The Wii fad, 2 years later

Video game console sales numbers for November are in. Two years after the Nintendo Wii was introduced — you know, the console that was derided as a gimmick, a fad, just a faster GameCube — the little white console still outsells the Xbox 360 over 2 to 1. It outsells the PS3 over 4 to 1. (“Here’s a 4cr post”:http://www.4colorrebellion.com/archives/2008/12/12/wii-buries-the-competition-in-november/ with official numbers.)

The doubters were so wrong about this one. The fans and industry experts who were quick to sell Nintendo short kept waiting for a fail that never happened. If you go into a Best Buy right now the video game section is completely owned by the Wii and DS.

Not everyone can take a risk and have it pay off so well, but it’s at least important to acknowledge that conventional wisdom and focus groups (what “everyone” knows) would have doomed Nintendo. The trick is being able to tell when you’ve got an idea that is truly special, and not just something you are clinging on to out of a stubbornness to be different.

In related news, I imported a “Nintendo DSi”:http://www.nintendo.co.jp/ds/series/dsi/index.html from Japan last month and it’s a great rev to the portable system. It would be even better if I could read Japanese.

The 99-cent message

Forget the developer perspective for a minute. Even as a user I find the race-to-the-bottom iPhone price drops completely maddening. I’ve bought apps for $5 and $10, and now many of those prices have either been cut in half or lowered to 99 cents. I felt like I got my money’s worth at the higher price, so I’m not complaining that I was ripped off. Instead, I just feel like a fool.

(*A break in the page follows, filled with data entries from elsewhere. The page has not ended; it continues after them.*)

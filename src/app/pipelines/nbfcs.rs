use crate::domain::model::{parse_flag, Category, Institution};
use crate::domain::ports::{InstitutionSource, Storage};
use crate::utils::error::{EnrichError, Result};
use async_trait::async_trait;
use serde::Deserialize;
use std::path::Path;

/// Discovery outcomes worth enriching; other non-empty outcomes are skipped.
pub const ACCEPTED_OUTCOMES: [&str; 2] = ["OFFICIAL_WEBSITE_FOUND", "REVIEW_REQUIRED"];

#[derive(Debug, Default, Deserialize)]
struct NbfcRow {
    #[serde(default)]
    company_name: String,
    #[serde(default)]
    website: Option<String>,
    #[serde(default)]
    validated_url: Option<String>,
    #[serde(default)]
    raw_url: Option<String>,
    #[serde(default)]
    company_type: Option<String>,
    #[serde(default)]
    pan_india: Option<String>,
    #[serde(default)]
    outcome: Option<String>,
}

impl NbfcRow {
    fn url(&self) -> String {
        [&self.website, &self.validated_url, &self.raw_url]
            .into_iter()
            .flatten()
            .map(|url| url.trim())
            .find(|url| !url.is_empty())
            .unwrap_or_default()
            .to_string()
    }

    fn category(&self, origin: &str, line: usize) -> Category {
        match self.company_type.as_deref().map(str::trim) {
            None | Some("") => Category::Nbfc,
            Some(label) => label.parse().unwrap_or_else(|_| {
                tracing::warn!(
                    "⚠️ {}:{} unknown company_type '{}', treating as NBFC",
                    origin,
                    line,
                    label
                );
                Category::Nbfc
            }),
        }
    }
}

/// CSV files under `path`: the file itself, or every `*.csv` in the
/// directory in lexical order.
pub fn discover_csv_files(path: &Path) -> Result<Vec<String>> {
    if !path.is_dir() {
        return Ok(vec![path.display().to_string()]);
    }

    let mut files: Vec<String> = std::fs::read_dir(path)?
        .filter_map(|entry| entry.ok().map(|e| e.path()))
        .filter(|p| {
            p.is_file()
                && p.extension()
                    .and_then(|ext| ext.to_str())
                    .is_some_and(|ext| ext.eq_ignore_ascii_case("csv"))
        })
        .map(|p| p.display().to_string())
        .collect();
    files.sort();

    if files.is_empty() {
        return Err(EnrichError::MissingInput {
            message: format!("no CSV files in {}", path.display()),
        });
    }
    Ok(files)
}

/// Institutions from one CSV payload, plus how many rows were skipped
/// because of their discovery outcome.
pub fn parse_rows(data: &[u8], origin: &str) -> Result<(Vec<Institution>, usize)> {
    let mut reader = csv::Reader::from_reader(data);
    let mut institutions = Vec::new();
    let mut skipped = 0;

    for (index, row) in reader.deserialize::<NbfcRow>().enumerate() {
        let row = row?;
        // header is line 1
        let line = index + 2;

        let outcome = row
            .outcome
            .as_deref()
            .map(str::trim)
            .filter(|o| !o.is_empty());
        if let Some(outcome) = outcome {
            if !ACCEPTED_OUTCOMES.contains(&outcome) {
                skipped += 1;
                continue;
            }
        }

        let mut institution = Institution::new(
            row.company_name.trim(),
            row.category(origin, line),
            row.url(),
        );
        if let Some(flag) = row.pan_india.as_deref().filter(|f| !f.trim().is_empty()) {
            institution = institution.with_pan_india(parse_flag(flag));
        }
        if let Some(outcome) = outcome {
            institution = institution.with_outcome(outcome);
        }
        institutions.push(institution);
    }

    Ok((institutions, skipped))
}

/// User-supplied NBFC list. Validation is off unless asked for.
pub struct NbfcCsvSource<S: Storage> {
    storage: S,
    files: Vec<String>,
    validate: bool,
}

impl<S: Storage> NbfcCsvSource<S> {
    pub fn new(storage: S, files: Vec<String>, validate: bool) -> Self {
        Self {
            storage,
            files,
            validate,
        }
    }
}

#[async_trait]
impl<S: Storage> InstitutionSource for NbfcCsvSource<S> {
    fn name(&self) -> &str {
        "nbfcs"
    }

    fn validates(&self) -> bool {
        self.validate
    }

    async fn load(&self) -> Result<Vec<Institution>> {
        let mut institutions = Vec::new();
        let mut skipped = 0;

        for file in &self.files {
            let data = self.storage.read_file(file).await?;
            let (mut rows, file_skipped) = parse_rows(&data, file)?;
            tracing::debug!("Read {} rows from {}", rows.len(), file);
            institutions.append(&mut rows);
            skipped += file_skipped;
        }

        tracing::info!(
            "📋 Loaded {} NBFCs from {} file(s), skipped {} by outcome",
            institutions.len(),
            self.files.len(),
            skipped
        );
        Ok(institutions)
    }
}

#[cfg(test)]
mod tests {
    use super::*;
    use crate::config::cli::LocalStorage;
    use tempfile::TempDir;

    #[test]
    fn test_parse_rows_picks_first_url_and_filters_outcomes() {
        let data = b"row_number,company_name,validated_url,raw_url,outcome\n\
1,Alpha Finance,,https://alpha.in,OFFICIAL_WEBSITE_FOUND\n\
2,Beta Capital,https://beta.in,https://beta-old.in,REVIEW_REQUIRED\n\
3,Gamma Credit,,,NOT_FOUND\n\
4,Delta Leasing,https://delta.in,,\n";

        let (institutions, skipped) = parse_rows(data, "batch.csv").unwrap();

        assert_eq!(skipped, 1);
        assert_eq!(institutions.len(), 3);
        assert_eq!(institutions[0].website, "https://alpha.in");
        assert!(institutions[0].has_validation_override());
        assert_eq!(institutions[1].website, "https://beta.in");
        assert!(!institutions[1].has_validation_override());
        assert_eq!(institutions[2].outcome, None);
        assert!(institutions.iter().all(|i| i.category == Category::Nbfc));
    }

    #[test]
    fn test_parse_rows_reads_type_and_pan_india() {
        let data = b"company_name,website,company_type,pan_india\n\
Big Finance,https://big.in,NBFC,yes\n\
Coop One,https://coop.in,cooperative bank,\n\
Odd One,https://odd.in,Credit Union,no\n";

        let (institutions, _) = parse_rows(data, "list.csv").unwrap();

        assert_eq!(institutions[0].pan_india, Some(true));
        assert_eq!(institutions[1].category, Category::CooperativeBank);
        assert_eq!(institutions[1].pan_india, None);
        assert_eq!(institutions[2].category, Category::Nbfc);
        assert_eq!(institutions[2].pan_india, Some(false));
    }

    #[test]
    fn test_missing_url_is_kept_for_a_failed_record() {
        let (institutions, _) = parse_rows(b"company_name\nNo Site Finance\n", "x.csv").unwrap();
        assert_eq!(institutions.len(), 1);
        assert_eq!(institutions[0].website, "");
    }

    #[tokio::test]
    async fn test_directory_sources_are_read_in_order() {
        let temp_dir = TempDir::new().unwrap();
        std::fs::write(
            temp_dir.path().join("b.csv"),
            "company_name,website\nSecond,https://second.in\n",
        )
        .unwrap();
        std::fs::write(
            temp_dir.path().join("a.csv"),
            "company_name,website\nFirst,https://first.in\n",
        )
        .unwrap();
        std::fs::write(temp_dir.path().join("notes.txt"), "ignored").unwrap();

        let files = discover_csv_files(temp_dir.path()).unwrap();
        assert_eq!(files.len(), 2);

        let source = NbfcCsvSource::new(LocalStorage::new(String::new()), files, false);
        let institutions = source.load().await.unwrap();
        assert_eq!(institutions[0].name, "First");
        assert_eq!(institutions[1].name, "Second");
        assert!(!source.validates());
    }

    #[test]
    fn test_empty_directory_is_missing_input() {
        let temp_dir = TempDir::new().unwrap();
        assert!(matches!(
            discover_csv_files(temp_dir.path()),
            Err(EnrichError::MissingInput { .. })
        ));
    }
}
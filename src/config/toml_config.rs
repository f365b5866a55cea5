use crate::core::validator::ValidatorConfig;
use crate::utils::error::{EnrichError, Result};
use crate::utils::validation::{self, Validate};
use regex::Regex;
use serde::{Deserialize, Serialize};
use std::path::Path;
use std::sync::OnceLock;

pub const API_KEY_ENV: &str = "GEMINI_API_KEY";
pub const DEFAULT_ENDPOINT: &str =
    "https://generativelanguage.googleapis.com/v1beta/models/gemini-2.0-flash:generateContent";

#[derive(Debug, Clone, Default, Serialize, Deserialize)]
#[serde(default)]
pub struct EnrichConfig {
    pub extraction: ExtractionConfig,
    pub validation: ValidatorConfig,
    pub run: RunConfig,
}

#[derive(Debug, Clone, Serialize, Deserialize)]
#[serde(default)]
pub struct ExtractionConfig {
    pub endpoint: String,
    pub api_key: Option<String>,
    pub timeout_seconds: u64,
    pub temperature: f32,
    pub max_output_tokens: u32,
    /// Replaces the built-in field list in every prompt.
    pub instruction: Option<String>,
}

impl Default for ExtractionConfig {
    fn default() -> Self {
        Self {
            endpoint: DEFAULT_ENDPOINT.to_string(),
            api_key: None,
            timeout_seconds: 45,
            temperature: 0.1,
            max_output_tokens: 1500,
            instruction: None,
        }
    }
}

#[derive(Debug, Clone, Serialize, Deserialize)]
#[serde(default)]
pub struct RunConfig {
    pub output_dir: String,
    /// NBFC input: one CSV file or a directory of them.
    pub input: Option<String>,
    pub flush_every: usize,
    pub delay_ms: u64,
    pub limit: Option<usize>,
    pub validate_nbfcs: bool,
}

impl Default for RunConfig {
    fn default() -> Self {
        Self {
            output_dir: "./data/output".to_string(),
            input: None,
            flush_every: 10,
            delay_ms: 2000,
            limit: None,
            validate_nbfcs: false,
        }
    }
}

fn env_placeholder() -> &'static Regex {
    static RE: OnceLock<Regex> = OnceLock::new();
    RE.get_or_init(|| Regex::new(r"\$\{([^}]+)\}").expect("placeholder pattern is valid"))
}

impl EnrichConfig {
    /// Loads a TOML config file, substituting `${VAR}` placeholders first.
    pub fn from_file<P: AsRef<Path>>(path: P) -> Result<Self> {
        let content = std::fs::read_to_string(&path)?;
        Self::from_toml_str(&content)
    }

    pub fn from_toml_str(content: &str) -> Result<Self> {
        let processed_content = Self::substitute_env_vars(content);
        Ok(toml::from_str(&processed_content)?)
    }

    /// Replaces `${VAR}` with the environment value; unknown variables stay as written.
    fn substitute_env_vars(content: &str) -> String {
        env_placeholder()
            .replace_all(content, |caps: &regex::Captures| {
                let var_name = &caps[1];
                std::env::var(var_name).unwrap_or_else(|_| format!("${{{}}}", var_name))
            })
            .to_string()
    }

    /// Config-file key first, then `GEMINI_API_KEY`. Unresolved placeholders don't count.
    pub fn resolve_api_key(&self) -> Result<String> {
        let from_file = self
            .extraction
            .api_key
            .clone()
            .filter(|key| !key.trim().is_empty() && !env_placeholder().is_match(key));
        let key = from_file.or_else(|| std::env::var(API_KEY_ENV).ok());
        let key = validation::validate_required_field(API_KEY_ENV, &key)?;
        validation::validate_non_empty_string(API_KEY_ENV, key).map_err(|_| {
            EnrichError::MissingConfigError {
                field: API_KEY_ENV.to_string(),
            }
        })?;
        Ok(key.trim().to_string())
    }
}

impl Validate for EnrichConfig {
    fn validate(&self) -> Result<()> {
        validation::validate_url("extraction.endpoint", &self.extraction.endpoint)?;
        validation::validate_positive_number(
            "extraction.timeout_seconds",
            self.extraction.timeout_seconds,
            1,
        )?;
        validation::validate_path("run.output_dir", &self.run.output_dir)?;
        validation::validate_positive_number("run.flush_every", self.run.flush_every as u64, 1)?;

        for (field, profile) in [
            ("validation.strict", &self.validation.strict),
            ("validation.lenient", &self.validation.lenient),
        ] {
            validation::validate_range(&format!("{}.threshold", field), profile.threshold, 0, 100)?;
        }

        Ok(())
    }
}

#[cfg(test)]
mod tests {
    use super::*;
    use crate::domain::model::Category;
    use std::io::Write;
    use tempfile::NamedTempFile;

    #[test]
    fn test_defaults() {
        let config = EnrichConfig::default();
        assert_eq!(config.extraction.timeout_seconds, 45);
        assert_eq!(config.run.flush_every, 10);
        assert_eq!(config.run.delay_ms, 2000);
        assert_eq!(config.validation.strict.threshold, 50);
        assert_eq!(config.validation.lenient.threshold, 60);
        assert!(config.validate().is_ok());
    }

    #[test]
    fn test_parse_partial_toml_config() {
        let toml_content = r#"
[extraction]
endpoint = "http://localhost:9000/generate"
timeout_seconds = 10
instruction = "Return aum_crores only."

[validation]
trusted_categories = ["PSU Bank"]
reject_terms = ["casino"]

[run]
output_dir = "./out"
flush_every = 5
"#;

        let config = EnrichConfig::from_toml_str(toml_content).unwrap();

        assert_eq!(config.extraction.endpoint, "http://localhost:9000/generate");
        assert_eq!(config.extraction.max_output_tokens, 1500);
        assert_eq!(
            config.extraction.instruction.as_deref(),
            Some("Return aum_crores only.")
        );
        assert_eq!(config.validation.trusted_categories, vec![Category::PsuBank]);
        assert_eq!(config.validation.reject_terms, vec!["casino"]);
        assert!(!config.validation.financial_keywords.is_empty());
        assert_eq!(config.run.flush_every, 5);
        assert_eq!(config.run.delay_ms, 2000);
    }

    #[test]
    fn test_env_var_substitution() {
        std::env::set_var("LENDER_TEST_ENDPOINT", "https://test.api.com/gen");

        let config = EnrichConfig::from_toml_str(
            r#"
[extraction]
endpoint = "${LENDER_TEST_ENDPOINT}"
"#,
        )
        .unwrap();
        assert_eq!(config.extraction.endpoint, "https://test.api.com/gen");

        std::env::remove_var("LENDER_TEST_ENDPOINT");
    }

    #[test]
    fn test_api_key_from_file_wins() {
        let config = EnrichConfig::from_toml_str(
            r#"
[extraction]
api_key = "file-key"
"#,
        )
        .unwrap();
        assert_eq!(config.resolve_api_key().unwrap(), "file-key");
    }

    #[test]
    fn test_unresolved_placeholder_is_not_a_key() {
        let config = EnrichConfig::from_toml_str(
            r#"
[extraction]
api_key = "${LENDER_TEST_UNSET_KEY}"
"#,
        )
        .unwrap();
        assert_eq!(
            config.extraction.api_key.as_deref(),
            Some("${LENDER_TEST_UNSET_KEY}")
        );
        // falls back to GEMINI_API_KEY, which may or may not be set here
        if std::env::var(API_KEY_ENV).is_err() {
            assert!(matches!(
                config.resolve_api_key(),
                Err(EnrichError::MissingConfigError { .. })
            ));
        }
    }

    #[test]
    fn test_config_validation() {
        let config = EnrichConfig::from_toml_str(
            r#"
[extraction]
endpoint = "invalid-url"
"#,
        )
        .unwrap();
        assert!(config.validate().is_err());

        let mut config = EnrichConfig::default();
        config.run.flush_every = 0;
        assert!(config.validate().is_err());
    }

    #[test]
    fn test_config_from_file() {
        let mut temp_file = NamedTempFile::new().unwrap();
        temp_file
            .write_all(b"[run]\noutput_dir = \"./file-output\"\n")
            .unwrap();

        let config = EnrichConfig::from_file(temp_file.path()).unwrap();
        assert_eq!(config.run.output_dir, "./file-output");
    }

    #[test]
    fn test_invalid_toml_is_reported() {
        assert!(matches!(
            EnrichConfig::from_toml_str("[run\nflush_every = 1"),
            Err(EnrichError::TomlError(_))
        ));
    }
}
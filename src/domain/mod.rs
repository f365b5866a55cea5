// Domain layer: lender models, the canonical state list and the ports the engine talks through.

pub mod model;
pub mod ports;
pub mod states;
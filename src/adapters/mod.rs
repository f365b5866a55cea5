// Adapters layer: concrete implementations of the domain ports.

pub mod csv_store;
pub mod gemini;

pub use csv_store::CsvStore;
pub use gemini::GeminiClient;
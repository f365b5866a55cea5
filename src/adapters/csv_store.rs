use crate::domain::model::{EnrichedRecord, Schema};
use crate::domain::ports::{Storage, TabularStore};
use crate::utils::error::Result;
use async_trait::async_trait;

/// Header row plus one row per record, in `schema` column order.
pub fn encode(records: &[EnrichedRecord], schema: Schema) -> Result<Vec<u8>> {
    let mut writer = csv::Writer::from_writer(Vec::new());
    writer.write_record(schema.columns())?;
    for record in records {
        writer.write_record(record.to_cells(schema)?)?;
    }
    writer.into_inner().map_err(|e| e.into_error().into())
}

/// Parses rows written by [`encode`]; columns are matched by header name.
pub fn decode(data: &[u8]) -> Result<Vec<EnrichedRecord>> {
    let mut reader = csv::Reader::from_reader(data);
    let headers: Vec<String> = reader.headers()?.iter().map(str::to_string).collect();

    let mut records = Vec::new();
    for row in reader.records() {
        let cells: Vec<String> = row?.iter().map(str::to_string).collect();
        records.push(EnrichedRecord::from_cells(&headers, &cells)?);
    }
    Ok(records)
}

pub async fn read_records<S: Storage>(storage: &S, path: &str) -> Result<Vec<EnrichedRecord>> {
    let data = storage.read_file(path).await?;
    decode(&data)
}

/// CSV output file, rewritten in full on every flush.
pub struct CsvStore<S: Storage> {
    storage: S,
    file_name: String,
    schema: Schema,
}

impl<S: Storage> CsvStore<S> {
    pub fn new(storage: S, file_name: impl Into<String>, schema: Schema) -> Self {
        Self {
            storage,
            file_name: file_name.into(),
            schema,
        }
    }
}

#[async_trait]
impl<S: Storage> TabularStore for CsvStore<S> {
    async fn flush(&self, records: &[EnrichedRecord]) -> Result<String> {
        let data = encode(records, self.schema)?;
        tracing::debug!(
            "Writing {} rows ({} bytes) to {}",
            records.len(),
            data.len(),
            self.file_name
        );
        self.storage.write_file(&self.file_name, &data).await?;
        Ok(self.storage.location(&self.file_name))
    }
}
use crate::domain::model::{Category, Institution};
use crate::domain::ports::InstitutionSource;
use crate::utils::error::Result;
use async_trait::async_trait;
use Category::{
    CooperativeBank as Coop, ForeignBank as Foreign, PrivateBank as Private, PsuBank as Psu,
    SmallFinanceBank as Sfb,
};

#[derive(Debug, Clone, Copy)]
pub struct BankEntry {
    pub name: &'static str,
    pub website: &'static str,
    pub category: Category,
    pub pan_india: bool,
}

const fn bank(
    name: &'static str,
    website: &'static str,
    category: Category,
    pan_india: bool,
) -> BankEntry {
    BankEntry {
        name,
        website,
        category,
        pan_india,
    }
}

/// Top 50 banks operating in India.
pub const TOP_BANKS: [BankEntry; 50] = [
    // Large private banks
    bank("HDFC Bank", "https://www.hdfcbank.com", Private, true),
    bank("ICICI Bank", "https://www.icicibank.com", Private, true),
    bank("Axis Bank", "https://www.axisbank.com", Private, true),
    bank("Kotak Mahindra Bank", "https://www.kotak.com", Private, true),
    bank("IndusInd Bank", "https://www.indusind.com", Private, true),
    bank("Yes Bank", "https://www.yesbank.in", Private, true),
    bank("IDFC First Bank", "https://www.idfcfirstbank.com", Private, true),
    bank("Bandhan Bank", "https://www.bandhanbank.com", Private, true),
    bank("RBL Bank", "https://www.rblbank.com", Private, true),
    bank("Federal Bank", "https://www.federalbank.co.in", Private, true),
    // Mid-size private banks
    bank("South Indian Bank", "https://www.southindianbank.com", Private, true),
    bank("Karnataka Bank", "https://karnatakabank.com", Private, true),
    bank("DCB Bank", "https://www.dcbbank.com", Private, true),
    bank("CSB Bank", "https://www.csb.co.in", Private, true),
    bank("City Union Bank", "https://www.cityunionbank.com", Private, true),
    bank("Tamilnad Mercantile Bank", "https://www.tmbank.in", Private, false),
    bank("Karur Vysya Bank", "https://www.kvb.co.in", Private, false),
    bank("Lakshmi Vilas Bank", "https://www.lvbank.com", Private, false),
    bank("Nainital Bank", "https://www.nainitalbank.co.in", Private, false),
    bank("Dhanlaxmi Bank", "https://www.dhanbank.com", Private, false),
    // Small finance banks
    bank("AU Small Finance Bank", "https://www.aubank.in", Sfb, true),
    bank("Ujjivan Small Finance Bank", "https://www.ujjivansfb.in", Sfb, true),
    bank("Equitas Small Finance Bank", "https://www.equitasbank.com", Sfb, true),
    bank("Jana Small Finance Bank", "https://www.janabank.in", Sfb, true),
    bank("ESAF Small Finance Bank", "https://www.esafbank.com", Sfb, false),
    bank("Suryoday Small Finance Bank", "https://www.suryodaybank.com", Sfb, false),
    bank("Utkarsh Small Finance Bank", "https://www.utkarsh.bank", Sfb, false),
    bank("Capital Small Finance Bank", "https://www.capitalbank.co.in", Sfb, false),
    bank("Fincare Small Finance Bank", "https://www.fincarebank.com", Sfb, false),
    bank("Northeast Small Finance Bank", "https://www.nesfb.com", Sfb, false),
    // Payment and niche banks
    bank("IDBI Bank", "https://www.idbibank.in", Private, true),
    bank("Jammu & Kashmir Bank", "https://www.jkbank.com", Private, false),
    bank("Catholic Syrian Bank", "https://www.csb.co.in", Private, false),
    bank("Ratnakar Bank", "https://www.rblbank.com", Private, true),
    bank("Saraswat Bank", "https://www.saraswatbank.com", Coop, false),
    // Foreign banks
    bank("HSBC India", "https://www.hsbc.co.in", Foreign, true),
    bank("Citibank India", "https://www.online.citibank.co.in", Foreign, true),
    bank("Standard Chartered India", "https://www.sc.com/in", Foreign, true),
    bank("DBS Bank India", "https://www.dbs.com/in", Foreign, true),
    bank("Deutsche Bank India", "https://www.db.com/india", Foreign, true),
    bank("Barclays India", "https://home.barclays/india", Foreign, true),
    bank(
        "Bank of America India",
        "https://business.bofa.com/en-us/content/india.html",
        Foreign,
        true,
    ),
    bank("JP Morgan India", "https://www.jpmorgan.com/IN/en/about-us", Foreign, true),
    bank("Mashreq Bank India", "https://www.mashreqbank.com", Foreign, false),
    bank("Emirates NBD India", "https://www.emiratesnbd.com/en/india", Foreign, false),
    // Public sector banks
    bank("State Bank of India", "https://www.onlinesbi.sbi", Psu, true),
    bank("Punjab National Bank", "https://www.pnbindia.in", Psu, true),
    bank("Bank of Baroda", "https://www.bankofbaroda.in", Psu, true),
    bank("Canara Bank", "https://www.canarabank.com", Psu, true),
    bank("Union Bank of India", "https://www.unionbankofindia.co.in", Psu, true),
];

impl BankEntry {
    pub fn to_institution(&self) -> Institution {
        Institution::new(self.name, self.category, self.website).with_pan_india(self.pan_india)
    }
}

/// The built-in bank list. Websites are still validated.
#[derive(Debug, Clone, Default)]
pub struct CuratedBanks;

#[async_trait]
impl InstitutionSource for CuratedBanks {
    fn name(&self) -> &str {
        "banks"
    }

    fn validates(&self) -> bool {
        true
    }

    async fn load(&self) -> Result<Vec<Institution>> {
        let institutions: Vec<Institution> =
            TOP_BANKS.iter().map(BankEntry::to_institution).collect();
        tracing::info!("🏦 Loaded {} curated banks", institutions.len());
        Ok(institutions)
    }
}
use crate::domain::states::is_all_india;
use crate::utils::error::{EnrichError, Result};
use serde::{Deserialize, Serialize};
use serde_json::{Map, Value};
use std::collections::HashMap;
use std::fmt;
use std::str::FromStr;

#[derive(Debug, Clone, Copy, PartialEq, Eq, Hash, Serialize, Deserialize)]
pub enum Category {
    #[serde(rename = "NBFC")]
    Nbfc,
    #[serde(rename = "PSU Bank")]
    PsuBank,
    #[serde(rename = "Private Bank")]
    PrivateBank,
    #[serde(rename = "Cooperative Bank")]
    CooperativeBank,
    #[serde(rename = "Corporate Bank")]
    CorporateBank,
    #[serde(rename = "Small Finance Bank")]
    SmallFinanceBank,
    #[serde(rename = "Foreign Bank")]
    ForeignBank,
}

impl Category {
    pub const ALL: [Category; 7] = [
        Category::Nbfc,
        Category::PsuBank,
        Category::PrivateBank,
        Category::CooperativeBank,
        Category::CorporateBank,
        Category::SmallFinanceBank,
        Category::ForeignBank,
    ];

    pub fn label(&self) -> &'static str {
        match self {
            Category::Nbfc => "NBFC",
            Category::PsuBank => "PSU Bank",
            Category::PrivateBank => "Private Bank",
            Category::CooperativeBank => "Cooperative Bank",
            Category::CorporateBank => "Corporate Bank",
            Category::SmallFinanceBank => "Small Finance Bank",
            Category::ForeignBank => "Foreign Bank",
        }
    }

    pub fn is_bank(&self) -> bool {
        !matches!(self, Category::Nbfc)
    }
}

impl fmt::Display for Category {
    fn fmt(&self, f: &mut fmt::Formatter<'_>) -> fmt::Result {
        f.write_str(self.label())
    }
}

impl FromStr for Category {
    type Err = EnrichError;

    fn from_str(s: &str) -> Result<Self> {
        let wanted = s.trim();
        Category::ALL
            .into_iter()
            .find(|c| c.label().eq_ignore_ascii_case(wanted))
            .ok_or_else(|| EnrichError::InvalidInput {
                field: "company_type".to_string(),
                value: s.to_string(),
            })
    }
}

/// How an institution's website is checked before extraction.
#[derive(Debug, Clone, Copy, PartialEq, Eq)]
pub enum CategoryGroup {
    /// Curated bank-type categories, accepted without scoring.
    Trusted,
    /// Everything else goes through the keyword scorer.
    Heuristic,
}

/// One lender to enrich.
#[derive(Debug, Clone, PartialEq)]
pub struct Institution {
    pub name: String,
    pub category: Category,
    pub website: String,
    pub pan_india: Option<bool>,
    /// Upstream URL-discovery outcome, when the input carries one.
    pub outcome: Option<String>,
}

impl Institution {
    pub const OFFICIAL_WEBSITE_FOUND: &'static str = "OFFICIAL_WEBSITE_FOUND";

    pub fn new(name: impl Into<String>, category: Category, website: impl Into<String>) -> Self {
        Self {
            name: name.into(),
            category,
            website: website.into(),
            pan_india: None,
            outcome: None,
        }
    }

    pub fn with_pan_india(mut self, pan_india: bool) -> Self {
        self.pan_india = Some(pan_india);
        self
    }

    pub fn with_outcome(mut self, outcome: impl Into<String>) -> Self {
        self.outcome = Some(outcome.into());
        self
    }

    pub fn is_known_pan_india(&self) -> bool {
        self.pan_india.unwrap_or(false)
    }

    /// A confirmed official website lets a failed validation through.
    pub fn has_validation_override(&self) -> bool {
        self.outcome.as_deref() == Some(Self::OFFICIAL_WEBSITE_FOUND)
    }
}

/// Raw field map returned by the extraction service.
#[derive(Debug, Clone, Default, PartialEq)]
pub struct ExtractedFields {
    fields: Map<String, Value>,
}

But I’ve learned my lesson. The message from developers could not be more clear. Apparently the way to buy iPhone software is just to wait a month for the price to drop.

I realized this week that I don’t consider myself an iPhone developer. Technically I’ve paid my $99, but I’ve scrapped all my ideas except a prototype I’m working on for “VitalSource”:http://www.vitalsource.com/, and even that I expect someone else to finish and bring to market. If I was an independent iPhone developer I’d be furious at the instability of pricing on the App Store. Even to users it looks like chaos.

Small icons

I mentioned on “Core Intuition”:http://www.coreint.org/ episode 11 that I’ve been having fun making small icons for my new app. Here are a few partial screenshots:

clipstart_icons.png

Some of these are just pixel-by-pixel drawings, with slight gradients in places. For other parts of the user interface I used vectors in Photoshop, which gives a nice anti-aliased look that is important for some types of shapes, but for really small icons and widgets it’s pretty satisfying to just poke at things “fat bits”:http://www.google.com/search?q=fat+bits+macpaint style.

“Gus Mueller”:http://gusmueller.com/blog/ pointed out that I should be using PDFs or drawing them in code to be ready for resolution independence. He’s right of course. Maybe Apple will announce a device at Macworld that will make that task seem more practical.